Hi everyone. Here are some answers to questions we’ve been getting:
Caitlin’s “number” is not a number on a list, in a line where you wait your turn. It’s a score, and the higher the score, the more sick and in need you are. Generally, everyone on the transplant list is somewhere between 30 and 70, though technically the score range is 1-100 . Everyone in Pittsburgh seemed to think she would be in the 30s, and the fact that her score, set by the national organ bank, is 44 is good, since a higher score means you are a higher priority.
Two other major factors determine who gets called: blood type and size. For example, there may be someone on the list who is the same blood type and size as Caitlin, but he or she could have a score of 60, and s/he would get called first. There could be someone very sick with a score of 80, but with a rare blood type, who could end up waiting longer than someone who is a 40 with a more common blood type.
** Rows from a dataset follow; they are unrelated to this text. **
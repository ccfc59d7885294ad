//! Build sparse TF-IDF vectors from a directory of text files.

use crate::error::{KMeansError, Result};
use crate::point::SparsePoint;
use crate::vector_store::{Points, VectorStore};
use rayon::prelude::*;
use std::collections::{BTreeMap, HashMap};
use std::fs;
use std::path::{Path, PathBuf};
use tracing::{debug, info};

/// Term counts of one document.
type Catalog = HashMap<String, usize>;

/// Every regular file under `dir`, in sorted order.
pub fn list_files(dir: &Path) -> Result<Vec<PathBuf>> {
    let mut files = Vec::new();
    let mut pending = vec![dir.to_path_buf()];
    while let Some(current) = pending.pop() {
        for entry in fs::read_dir(&current)? {
            let path = entry?.path();
            if path.is_dir() {
                pending.push(path);
            } else if path.is_file() {
                files.push(path);
            }
        }
    }
    files.sort();
    Ok(files)
}

/// Lowercased runs of alphanumeric characters.
pub fn tokenize(text: &str) -> impl Iterator<Item = String> + '_ {
    text.split(|c: char| !c.is_alphanumeric())
        .filter(|word| !word.is_empty())
        .map(str::to_lowercase)
}

fn catalog(path: &Path) -> Result<Catalog> {
    let bytes = fs::read(path)?;
    let text = String::from_utf8_lossy(&bytes);
    let mut counts = Catalog::new();
    for word in tokenize(&text) {
        *counts.entry(word).or_insert(0) += 1;
    }
    Ok(counts)
}

/// One sparse point per file under `dir`, weighted by `tf * ln(N / df)`.
/// Attributes are the sorted vocabulary; terms present in every document get
/// weight zero and are not stored.
pub fn load_directory(dir: &Path) -> Result<VectorStore> {
    let files = list_files(dir)?;
    if files.is_empty() {
        return Err(KMeansError::EmptyInput);
    }

    let catalogs = files
        .par_iter()
        .map(|path| catalog(path))
        .collect::<Result<Vec<_>>>()?;
    debug!(documents = catalogs.len(), "tokenized documents");

    let mut document_frequency: BTreeMap<&str, usize> = BTreeMap::new();
    for counts in &catalogs {
        for word in counts.keys() {
            *document_frequency.entry(word.as_str()).or_insert(0) += 1;
        }
    }
    let columns: HashMap<&str, usize> = document_frequency
        .keys()
        .enumerate()
        .map(|(i, &word)| (word, i))
        .collect();

    let num_documents = catalogs.len() as f64;
    let points = catalogs
        .par_iter()
        .map(|counts| {
            let entries = counts
                .iter()
                .filter_map(|(word, &tf)| {
                    let df = document_frequency[word.as_str()] as f64;
                    let weight = tf as f64 * (num_documents / df).ln();
                    (weight != 0.0).then(|| (columns[word.as_str()], weight))
                })
                .collect();
            SparsePoint::from_unsorted(entries)
        })
        .collect::<Result<Vec<_>>>()?;

    let attributes: Vec<String> = document_frequency.keys().map(|w| w.to_string()).collect();
    let relation = dir
        .file_name()
        .map(|name| name.to_string_lossy().into_owned())
        .unwrap_or_else(|| dir.display().to_string());

    info!(
        documents = points.len(),
        terms = attributes.len(),
        "built TF-IDF vectors"
    );
    Ok(VectorStore::new(relation, attributes, Points::Sparse(points)))
}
One of Caitlin’s biggest obstacles to getting lungs is her small size. However, you just never know. She has a common blood type and has virtually no antibodies (which can make matching difficult), so those are good things. There is definitively no way of knowing how long the wait will be.
It’s an unsettling feeling, though, to know that we have to be ready to GO–at any time. The call could come in the next five minutes, or it might not come for months and months. We’ve got little bags packed, and plans in place, but when she does get the call, we have to be ready to immediately contact the list of medical transport services to see who can get us to Pittsburgh within the required four hour time frame. We are fortunate to be heading into the summer months, when snowstorms aren’t an issue.
And we are fortunate–and very grateful– that this is even an option. Every Mother’s Day has been poignant for me, since her diagnosis at age two, and this one, especially so. I am very grateful to be this wonderful young woman’s mother.